===== Task inputs =====
impl ApiMonitor {
    pub fn new(
        settings: &MonitorSettings,
        api_key: Option<String>,
        s3: Option<aws_sdk_s3::Client>,
    ) -> anyhow::Result<Self> {
        let client = reqwest::Client::builder()
            .timeout(std::time::Duration::from_secs(120))
            .build()?;
        let s3 = match (&settings.bucket, s3) {
            (Some(bucket), Some(client)) => Some((client, bucket.clone())),
            _ => None,
        };
        Ok(Self {
            client,
            api_base: settings.api_base.trim_end_matches('/').to_string(),
            api_key,
            model: settings.model.clone(),
            object_key: settings.object_key.clone(),
            s3,
        })
    }

    /// Run the full battery once, persist the records and return the summary.
    pub async fn run_once(&self) -> Result<MonitorSummary, Error> {
        let handles: Vec<_> = battery()
            .into_iter()
            .map(|scenario| {
                let monitor = self.clone();
                let id = scenario.id;
                let category = scenario.category;
                (
                    id,
                    category,
                    tokio::spawn(async move { monitor.execute_prompt(&scenario).await }),
                )
            })
            .collect();

        let mut records = Vec::with_capacity(handles.len());
        for (id, category, handle) in handles {
            match handle.await {
                Ok(record) => records.push(record),
                Err(err) => {
                    records.push(self.failure_record(id, category, format!("task failed: {err}"), 0))
                }
            }
        }

        self.append_history(&records)
            .await
            .map_err(|err| Error::Internal {
                operation: format!("save monitoring history: {err:#}"),
            })?;

        Ok(summarize(&records))
    }

    async fn execute_prompt(&self, scenario: &PromptScenario) -> MonitorRecord {
        let started = Instant::now();
        let url = format!("{}/chat/completions", self.api_base);

        let mut request = self.client.post(&url).json(&json!({
            "model": self.model,
            "messages": scenario.messages,
            "logprobs": true,
            // top-5 alternatives for quality analysis
            "top_logprobs": 5
        }));
        if let Some(key) = &self.api_key {
            request = request.bearer_auth(key);
        }

        let elapsed = |started: Instant| started.elapsed().as_millis() as u64;

        let response = match request.send().await {
            Ok(response) => response,
            Err(err) => {
                return self.failure_record(
                    scenario.id,
                    scenario.category,
                    err.to_string(),
                    elapsed(started),
                );
            }
        };

        if !response.status().is_success() {
            let status = response.status().as_u16();
            return self.failure_record(
                scenario.id,
                scenario.category,
                format!("API error: {status}"),
                elapsed(started),
            );
        }

        let data: Value = match response.json().await {
            Ok(data) => data,
            Err(err) => {
                return self.failure_record(
                    scenario.id,
                    scenario.category,
                    format!("malformed response: {err}"),
                    elapsed(started),
                );
            }
        };

        self.format_result(scenario, &data, elapsed(started))
    }

    fn format_result(
        &self,
        scenario: &PromptScenario,
        data: &Value,
        latency_ms: u64,
    ) -> MonitorRecord {
        let choice = &data["choices"][0];
        let usage = &data["usage"];
        let counter = |v: &Value| v.as_u64().unwrap_or(0);
        let content = choice["message"]["content"].as_str().unwrap_or_default();
        let refusal = choice["message"]["refusal"].as_str();

        MonitorRecord {
            timestamp: Utc::now(),
            prompt_id: scenario.id.to_string(),
            category: scenario.category.to_string(),
            model: data["model"].as_str().unwrap_or(&self.model).to_string(),
            latency_ms,
            success: true,
            finish_reason: choice["finish_reason"].as_str().unwrap_or("unknown").to_string(),
            prompt_tokens: counter(&usage["prompt_tokens"]),
            completion_tokens: counter(&usage["completion_tokens"]),
            total_tokens: counter(&usage["total_tokens"]),
            cached_tokens: counter(&usage["prompt_tokens_details"]["cached_tokens"]),
            reasoning_tokens: counter(&usage["completion_tokens_details"]["reasoning_tokens"]),
            response_length: content.len() as u64,
            response: content.to_string(),
            has_refusal: refusal.is_some(),
            avg_logprob: average_logprob(&choice["logprobs"]),
            service_tier: data["service_tier"].as_str().unwrap_or("unknown").to_string(),
            response_id: data["id"].as_str().map(str::to_string),
            error: None,
        }
    }

    fn failure_record(
        &self,
        prompt_id: &str,
        category: &str,
        error: String,
        latency_ms: u64,
    ) -> MonitorRecord {
        MonitorRecord {
            timestamp: Utc::now(),
            prompt_id: prompt_id.to_string(),
            category: category.to_string(),
            model: self.model.clone(),
            latency_ms,
            success: false,
            finish_reason: "error".to_string(),
            prompt_tokens: 0,
            completion_tokens: 0,
            total_tokens: 0,
            cached_tokens: 0,
            reasoning_tokens: 0,
            response_length: 0,
            response: String::new(),
            has_refusal: false,
            avg_logprob: None,
            service_tier: "unknown".to_string(),
            response_id: None,
            error: Some(error),
        }
    }

    /// Append the run's records to the JSONL history object.
    ///
    /// A missing object is an empty history; persistence is skipped entirely
    /// when no bucket is configured.
    async fn append_history(&self, records: &[MonitorRecord]) -> anyhow::Result<()> {
        let Some((s3, bucket)) = &self.s3 else {
            return Ok(());
        };

        let mut history = match s3
            .get_object()
            .bucket(bucket)
            .key(&self.object_key)
            .send()
            .await
        {
            Ok(out) => {
                let bytes = out.body.collect().await.context("read history body")?;
                String::from_utf8_lossy(&bytes.into_bytes()).into_owned()
            }
            Err(err) if err.as_service_error().is_some_and(|e| e.is_no_such_key()) => String::new(),
            Err(err) => return Err(err).context("load history object"),
        };

        for record in records {
            history.push_str(&serde_json::to_string(record).context("serialize record")?);
            history.push('\n');
        }

        s3.put_object()
            .bucket(bucket)
            .key(&self.object_key)
            .content_type("application/x-ndjson")
            .body(aws_sdk_s3::primitives::ByteStream::from(
                history.into_bytes(),
            ))
            .send()
            .await
            .context("write history object")?;
        Ok(())
    }
}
=====
> What the exercise asks: Please copy out each line of the material that contains the string "status".

> Exercise output:
        if !response.status().is_success() {
            let status = response.status().as_u16();
                format!("API error: {status}"),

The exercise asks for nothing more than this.